The output should consist solely of the line containing "pub use tui_raycaster_term as term;" and the lines that follow it through the end of the data below.

Collected data
=-=-=
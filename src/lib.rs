//! TUI Raycaster (workspace facade crate).
//!
//! Re-exports the member crates as `tui_raycaster::{core,engine,input,term,types}`
//! so binaries, tests and benches share one import path.

pub use tui_raycaster_core as core;
pub use tui_raycaster_engine as engine;
pub use tui_raycaster_input as input;
pub use tui_raycaster_term as term;
pub use tui_raycaster_types as types;
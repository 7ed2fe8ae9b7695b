//! Core raycasting module - pure, deterministic, and testable
//!
//! This crate owns the world model and the ray marcher. It has **zero
//! dependencies** on terminals, input devices or clocks, so every property of
//! the projection can be checked headlessly.
//!
//! # Module Structure
//!
//! - [`grid`]: validated, wall-enclosed square occupancy map
//! - [`pose`]: camera position/heading and the movement deltas applied to it
//! - [`world`]: grid + pose, world-to-cell conversion
//! - [`raycast`]: ray fan, marching, fish-eye correction, wall height and shade
//! - [`snapshot`]: serializable per-frame depth/height buffer
//!
//! # Projection
//!
//! For each of `R` rays across a field of view `F`:
//!
//! - **Angle**: `heading - F/2 + i * F/R`
//! - **March**: one world unit per step until a wall cell or the grid extent
//! - **Corrected depth**: `depth * cos(heading - angle)`
//! - **Wall height**: `min(480, 21000 / corrected)`
//! - **Shade**: `255 / (1 + depth² * 0.0001)`
//!
//! # Example
//!
//! ```
//! use tui_raycaster_core::{Raycaster, World};
//! use tui_raycaster_types::PlayerAction;
//!
//! let mut world = World::default();
//! world.apply_action(PlayerAction::MoveForward);
//!
//! let mut caster = Raycaster::default();
//! let rays = caster.cast(&world);
//!
//! // The built-in map is enclosed, so every ray finds a wall.
//! assert!(rays.iter().all(|r| r.is_hit()));
//! ```

pub mod grid;
pub mod pose;
pub mod raycast;
pub mod snapshot;
pub mod world;

pub use tui_raycaster_types as types;

pub use grid::{Grid, GridError, Tile, DEFAULT_MAP};
pub use pose::{Movement, Pose};
pub use raycast::{
    cast_ray, corrected_distance, shade, wall_height, Ray, RayFan, RayHit, Raycaster, Sliver,
    DEPTH_STEP,
};
pub use snapshot::{FrameSnapshot, RaySample};
pub use world::{World, WORLD_EXTENT};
=-=-=
> _Result of the exercise_:
pub use tui_raycaster_term as term;
pub use tui_raycaster_types as types;
repository 7ed2fe8ae9b7695b
//! Core raycasting module - pure, deterministic, and testable
//!
//! This crate owns the world model and the ray marcher. It has **zero
//! dependencies** on terminals, input devices or clocks, so every property of
//! the projection can be checked headlessly.
//!
//! # Module Structure
//!
//! - [`grid`]: validated, wall-enclosed square occupancy map
//! - [`pose`]: camera position/heading and the movement deltas applied to it
//! - [`world`]: grid + pose, world-to-cell conversion
//! - [`raycast`]: ray fan, marching, fish-eye correction, wall height and shade
//! - [`snapshot`]: serializable per-frame depth/height buffer
//!
//! # Projection
//!
//! For each of `R` rays across a field of view `F`:
//!
//! - **Angle**: `heading - F/2 + i * F/R`
//! - **March**: one world unit per step until a wall cell or the grid extent
//! - **Corrected depth**: `depth * cos(heading - angle)`
//! - **Wall height**: `min(480, 21000 / corrected)`
//! - **Shade**: `255 / (1 + depth² * 0.0001)`
//!
//! # Example
//!
//! ```
//! use tui_raycaster_core::{Raycaster, World};
//! use tui_raycaster_types::PlayerAction;
//!
//! let mut world = World::default();
//! world.apply_action(PlayerAction::MoveForward);
//!
//! let mut caster = Raycaster::default();
//! let rays = caster.cast(&world);
//!
//! // The built-in map is enclosed, so every ray finds a wall.
//! assert!(rays.iter().all(|r| r.is_hit()));
//! ```

pub mod grid;
pub mod pose;
pub mod raycast;
pub mod snapshot;
pub mod world;

pub use tui_raycaster_types as types;

pub use grid::{Grid, GridError, Tile, DEFAULT_MAP};
pub use pose::{Movement, Pose};
pub use raycast::{
    cast_ray, corrected_distance, shade, wall_height, Ray, RayFan, RayHit, Raycaster, Sliver,
    DEPTH_STEP,
};
pub use snapshot::{FrameSnapshot, RaySample};
pub use world::{World, WORLD_EXTENT};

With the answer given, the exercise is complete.